The Gift

I used to call it a curse and I hated myself for it. Having bipolar used to give me shame and stigma. However, what I didn’t know is that it would transform my life into abundance, strength and hope. I was only eighteen years old when I got diagnosed. That was thirteen years ago.

Now I see my life in a new light. I’m so proud of having bipolar. It has changed my life for the better. My life surviving bipolar disorder has been a triumphant and victorious journey. It has brought me closer to my family and friends and I have a wonderful career as a Peer Advocate because of my mental illness and life experience. Now I am able to help others.

In my book, I call bipolar a gift of challenge. Yes it can challenge our lives everyday, mood swings, depression, suicidal ideations, mania, manic spending, hyper-sexuality and delusions for those who have psychotic features like me. However, I also call it a gift that has made me a better person. I’m loving, compassionate, humble and kind because of it. Now I have so much to write about and share my story.

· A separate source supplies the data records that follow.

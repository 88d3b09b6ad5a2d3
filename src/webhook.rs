//! Webhook ingestion: takes a normalized inbound delivery,
//! records it as an event (idempotent on delivery), and applies the one
//! side effect the pipeline actually depends on — a merged PR waking up
//! a run parked in `wait_pr_merge`. Everything else is logged as a fact
//! for the stream/audit trail and otherwise left alone.

use rusqlite::Connection;
use serde_json::Value;

use crate::errors::StorageError;
use crate::storage::events::{self, CreateEvent};
use crate::storage::webhook::{self, InboundWebhook};
use crate::storage::{jobs, projects, runs};
use crate::steps;
use crate::stream::{self, StreamPayload};

pub struct IngestWebhook<'a> {
    pub delivery_id: &'a str,
    pub event_type: &'a str,
    pub action: Option<&'a str>,
    pub body: &'a Value,
}

/// `true` if the delivery mapped to a recognized event type and was recorded
/// (or already had been, on a retried delivery); `false` if the event type
/// is one we don't track.
pub fn ingest(conn: &mut Connection, input: IngestWebhook<'_>) -> Result<bool, StorageError> {
    let Some(normalized) = webhook::normalize(InboundWebhook {
        delivery_id: input.delivery_id,
        event_type: input.event_type,
        action: input.action,
        body: input.body,
    }) else {
        return Ok(false);
    };

    let repo = normalized
        .repo_node_id
        .as_deref()
        .map(|node_id| projects::get_repo_by_upstream_node_id(conn, node_id))
        .transpose()?
        .flatten();

    let project_id = repo.as_ref().map(|r| r.project_id.clone()).unwrap_or_default();

    events::create_event(
        conn,
        CreateEvent {
            project_id: &project_id,
            run_id: None,
            event_type: &normalized.event_type,
            class: normalized.class,
            payload: normalized.payload.clone(),
            idempotency_key: &normalized.idempotency_key,
            source: webhook::SOURCE,
        },
    )?;

    if normalized.event_type == "pull_request.closed.merged_true"
        && let Some(repo) = repo
        && let Some(number) = normalized.payload.pointer("/pull_request/number").and_then(Value::as_i64)
        && let Some(run) = runs::find_run_by_pr_number(conn, &repo.id, number)?
    {
        apply_pr_merged(conn, &project_id, &run.id)?;
    }

    Ok(true)
}

fn apply_pr_merged(conn: &Connection, project_id: &str, run_id: &str) -> Result<(), StorageError> {
    let run = runs::get_run(conn, run_id)?.ok_or(StorageError::NotFound {
        kind: "run",
        id: run_id.to_string(),
    })?;
    let pr_url = run.pr_url.clone().unwrap_or_default();
    let pr_number = run.pr_number.unwrap_or(0);
    runs::set_pr_info(conn, run_id, &pr_url, pr_number, "merged")?;

    if let Some(step) = run.step.as_deref()
        && step == steps::STEP_WAIT_PR_MERGE
    {
        jobs::create_job(
            conn,
            jobs::CreateJob {
                queue: "runs",
                job_type: "run_step",
                payload: serde_json::json!({ "runId": run_id }),
                idempotency_key: &format!("run_step:{}:{}:{}:pr_merged", run_id, run.phase.as_str(), step),
                priority: 0,
                max_attempts: None,
                run_id: Some(run_id),
                project_id: Some(project_id),
            },
        )?;
    }

    stream::publish(
        conn,
        project_id,
        Some(run_id),
        StreamPayload::RunUpdated {
            run_id: run_id.to_string(),
            fields: vec!["prState".to_string()],
        },
    );

    Ok(())
}

#[cfg(test)]
mod tests {
    use super::*;
    use crate::storage::Db;
    use crate::storage::runs::CreateRun;
    use serde_json::json;

    fn seed(conn: &Connection) -> (String, String) {
        let now = chrono::Utc::now().to_rfc3339();
        conn.execute("INSERT INTO users (id, email, created_at) VALUES ('usr_1','a@b.com', ?1)", [&now]).unwrap();
        conn.execute(
            "INSERT INTO projects (id, user_id, name, org_installation_id, port_range_start, port_range_end, created_at)
             VALUES ('proj_1','usr_1','p','inst', 3100, 3199, ?1)",
            [&now],
        ).unwrap();
        conn.execute(
            "INSERT INTO repos (id, project_id, upstream_node_id, created_at) VALUES ('repo_1','proj_1','R_node', ?1)",
            [&now],
        ).unwrap();
        conn.execute(
            "INSERT INTO tasks (id, project_id, upstream_node_id, title, created_at, updated_at, last_activity_at)
             VALUES ('task_1','proj_1','issue-1','t', ?1, ?1, ?1)",
            [&now],
        ).unwrap();
        let run = crate::storage::runs::create_run(
            conn,
            CreateRun { task_id: "task_1", project_id: "proj_1", repo_id: "repo_1", policy_set_id: "default", base_branch: "main" },
        )
        .unwrap();
        conn.execute(
            "UPDATE runs SET phase = 'awaiting_review', step = ?1, pr_number = 7 WHERE id = ?2",
            rusqlite::params![steps::STEP_WAIT_PR_MERGE, run.id],
        )
        .unwrap();
        ("proj_1".to_string(), run.id)
    }

    #[test]
    fn unrecognized_event_is_not_ingested() {
        let db = Db::open_in_memory().unwrap();
        let mut conn = db.conn().unwrap();
        let ingested = ingest(
            &mut conn,
            IngestWebhook {
                delivery_id: "d1",
                event_type: "star",
                action: Some("created"),
                body: &json!({}),
            },
        )
        .unwrap();
        assert!(!ingested);
    }

    #[test]
    fn merged_pr_wakes_the_waiting_run() {
        let db = Db::open_in_memory().unwrap();
        let mut conn = db.conn().unwrap();
        let (_project_id, run_id) = seed(&conn);

        let body = json!({
            "repository": { "node_id": "R_node" },
            "pull_request": { "node_id": "PR_1", "number": 7, "merged": true },
        });
        let ingested = ingest(
            &mut conn,
            IngestWebhook {
                delivery_id: "d1",
                event_type: "pull_request",
                action: Some("closed"),
                body: &body,
            },
        )
        .unwrap();
        assert!(ingested);

        let run = runs::get_run(&conn, &run_id).unwrap().unwrap();
        assert_eq!(run.pr_state.as_deref(), Some("merged"));

        let job = jobs::get_job_by_idempotency_key(
            &conn,
            &format!("run_step:{}:awaiting_review:{}:pr_merged", run_id, steps::STEP_WAIT_PR_MERGE),
        )
        .unwrap();
        assert!(job.is_some());
    }
}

Lets all look at the bigger picture. We have a divine purpose for having a mental illness or being or having a loved one that has a mental illness. I think that reason is because it will make us so strong and we can conquer any battle. We can move mountains and live a beautiful life with meaning and purpose. I’m so proud to be me and when I give speeches and presentations I stand strong with my head up high. I am proud to have bipolar disorder. I am proud of who I am and I am proud of all those living with bipolar who are all resilient heroes.